In the past few years, researchers have designed a full convolutional neural network, which is mainly used to achieve semantic segmentation of natural images. This algorithm replaces the last full connection layer in the convolutional network with the convolutional layer, and applies the up sampling and feature layer clipping operations to solve the problem of the inconsistency between the size of the input image and the size of the output image, and realize the pixel wise prediction of the image. Since then, a series of semantic image segmentation algorithms based on convolutional neural network training have been proposed, and the precision of semantic image segmentation has been repeatedly refreshed. DeconvNet is an extension of FCN application. It learns a multi-level deconvolution network, reconstructs the target details of land cover remote sensing image, and effectively solves the problems of easily misdividing small targets and losing target edge details in FCN.
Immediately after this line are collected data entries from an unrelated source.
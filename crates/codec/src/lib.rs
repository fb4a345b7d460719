//! Traversal engine for binpack
//!
//! This crate turns values into bytes and back:
//! - scalar: Fixed-width numbers in a chosen byte order
//! - length: Length-prefix framing for variable sequences
//! - traits: The `Pack` trait, one traversal case per shape
//! - impls: `Pack` for scalars, byte sequences, arrays and `Vec`
//! - composite: Member helpers used by derived and hand-written composites
//! - dynamic: The same traversal over a runtime `Shape` and `Value`
//!
//! Encoding is a single pass with no buffering of its own. On error the
//! bytes already written stay written; callers that need all-or-nothing
//! output should encode into a `Vec` first (see [`to_vec`]).

#![warn(missing_docs)]
#![warn(clippy::all)]

pub mod composite;
pub mod dynamic;
pub mod impls;
pub mod length;
pub mod scalar;
pub mod traits;


pub use composite::{decode_member, encode_member, Member};
pub use dynamic::{decode_value, encode_value, Value};
pub use traits::Pack;

use binpack_core::{ByteOrder, Config, DecodeError, EncodeError, Error};
use std::io::{Cursor, Read, Write};

/// Encode `value` into `w` with `order` as the ambient byte order.
pub fn encode<T, W>(w: &mut W, order: ByteOrder, value: &T) -> Result<(), EncodeError>
where
    T: Pack + ?Sized,
    W: Write + ?Sized,
{
    encode_with(w, Config::new(order), value)
}

/// Decode from `r` into `value` with `order` as the ambient byte order.
///
/// `value` is overwritten in place. Skipped members keep what they held.
pub fn decode<T, R>(r: &mut R, order: ByteOrder, value: &mut T) -> Result<(), DecodeError>
where
    T: Pack + ?Sized,
    R: Read + ?Sized,
{
    decode_with(r, Config::new(order), value)
}

/// Encode with an explicit configuration.
pub fn encode_with<T, W>(w: &mut W, cfg: Config, value: &T) -> Result<(), EncodeError>
where
    T: Pack + ?Sized,
    W: Write + ?Sized,
{
    tracing::trace!(order = %cfg.byte_order, kind = ?T::KIND, "encode");
    value.encode_value(w, cfg)
}

/// Decode with an explicit configuration.
pub fn decode_with<T, R>(r: &mut R, cfg: Config, value: &mut T) -> Result<(), DecodeError>
where
    T: Pack + ?Sized,
    R: Read + ?Sized,
{
    tracing::trace!(order = %cfg.byte_order, kind = ?T::KIND, "decode");
    value.decode_value(r, cfg)
}

/// Encode `value` into a fresh buffer.
pub fn to_vec<T: Pack + ?Sized>(order: ByteOrder, value: &T) -> Result<Vec<u8>, EncodeError> {
    let mut buf = Vec::new();
    encode(&mut buf, order, value)?;
    Ok(buf)
}

/// Decode a `T` that must consume `bytes` exactly.
///
/// The value starts from `T::default()`, so `Vec` members allocate.
pub fn from_slice<T: Pack + Default>(bytes: &[u8], order: ByteOrder) -> Result<T, DecodeError> {
    let mut cursor = Cursor::new(bytes);
    let mut value = T::default();
    decode(&mut cursor, order, &mut value)?;

    let remaining = bytes.len() - cursor.position() as usize;
    if remaining > 0 {
        return Err(Error::TrailingBytes(remaining));
    }
    Ok(value)
}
Inspired by the latest deep learning algorithms such as FCN and DeconvNet, the semantic segmentation of land cover remote sensing image is completed by using full convolution network and deconvolution technology. The deep deconvolution network used in this paper is a supervised learning method, which includes training stage and testing stage. The details of the learning method block diagram are shown in Fig. 1.

Figure 1
figure 1

Schematic diagram of supervised learning stage.

In the training phase, the ten fold cross validation method is used to input the remote sensing image of land cover and the segmented image as training samples into the depth deconvolution neural network. Through forward and backward propagation, the network weights are iteratively trained, and validation samples are set to provide supervision and guidance for training. Finally, a Softmax classifier was trained, and the target loss function was optimized to obtain the probability map of semantic segmentation of the whole land cover remote sensing image18; In the test phase, the test image is input into the trained network, and the final test image segmentation result is obtained after a forward propagation calculation.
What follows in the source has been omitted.